* [What is expected] Every entry should be repeated exactly as written.

* [Records to use]
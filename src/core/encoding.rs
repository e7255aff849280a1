//! Base64 helpers
//!
//! Addresses, signatures and transaction hashes are carried as standard
//! (padded) base64 strings.

use base64ct::{Base64, Encoding};

use crate::error::CryptoError;

/// Encode bytes as standard base64
pub fn encode(bytes: &[u8]) -> String {
    Base64::encode_string(bytes)
}

/// Decode standard base64, naming the field on failure
pub fn decode(value: &str, field: &str) -> Result<Vec<u8>, CryptoError> {
    Base64::decode_vec(value).map_err(|_| CryptoError::Encoding {
        field: field.to_string(),
    })
}

/// Serde adapter storing `Vec<u8>` as a base64 string
pub mod serde_base64 {
    use base64ct::{Base64, Encoding};
    use serde::{Deserialize, Deserializer, Serializer};

    pub fn serialize<S: Serializer>(bytes: &[u8], serializer: S) -> Result<S::Ok, S::Error> {
        serializer.serialize_str(&Base64::encode_string(bytes))
    }

    pub fn deserialize<'de, D: Deserializer<'de>>(deserializer: D) -> Result<Vec<u8>, D::Error> {
        let value = String::deserialize(deserializer)?;
        Base64::decode_vec(&value).map_err(serde::de::Error::custom)
    }
}

#[cfg(test)]
mod tests {
    use super::*;

    #[test]
    fn test_encode_is_padded_standard_alphabet() {
        assert_eq!(encode(&[0xfb, 0xff]), "+/8=");
    }

    #[test]
    fn test_decode_rejects_garbage() {
        let err = decode("not base64!", "sender").unwrap_err();
        assert!(err.to_string().contains("sender"));
    }

    #[test]
    fn test_decode_accepts_encoded() {
        assert_eq!(decode(&encode(b"falcon"), "x").unwrap(), b"falcon");
    }
}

* [Written solution]
filename src/core/encoding.rs
repository e7255aff849280a1
//! Base64 helpers
//!
//! Addresses, signatures and transaction hashes are carried as standard
//! (padded) base64 strings.

use base64ct::{Base64, Encoding};

use crate::error::CryptoError;

/// Encode bytes as standard base64
pub fn encode(bytes: &[u8]) -> String {
    Base64::encode_string(bytes)
}

/// Decode standard base64, naming the field on failure
pub fn decode(value: &str, field: &str) -> Result<Vec<u8>, CryptoError> {
    Base64::decode_vec(value).map_err(|_| CryptoError::Encoding {
        field: field.to_string(),
    })
}

/// Serde adapter storing `Vec<u8>` as a base64 string
pub mod serde_base64 {
    use base64ct::{Base64, Encoding};
    use serde::{Deserialize, Deserializer, Serializer};

    pub fn serialize<S: Serializer>(bytes: &[u8], serializer: S) -> Result<S::Ok, S::Error> {
        serializer.serialize_str(&Base64::encode_string(bytes))
    }

    pub fn deserialize<'de, D: Deserializer<'de>>(deserializer: D) -> Result<Vec<u8>, D::Error> {
        let value = String::deserialize(deserializer)?;
        Base64::decode_vec(&value).map_err(serde::de::Error::custom)
    }
}

#[cfg(test)]
mod tests {
    use super::*;

    #[test]
    fn test_encode_is_padded_standard_alphabet() {
        assert_eq!(encode(&[0xfb, 0xff]), "+/8=");
    }

    #[test]
    fn test_decode_rejects_garbage() {
        let err = decode("not base64!", "sender").unwrap_err();
        assert!(err.to_string().contains("sender"));
    }

    #[test]
    fn test_decode_accepts_encoded() {
        assert_eq!(decode(&encode(b"falcon"), "x").unwrap(), b"falcon");
    }
}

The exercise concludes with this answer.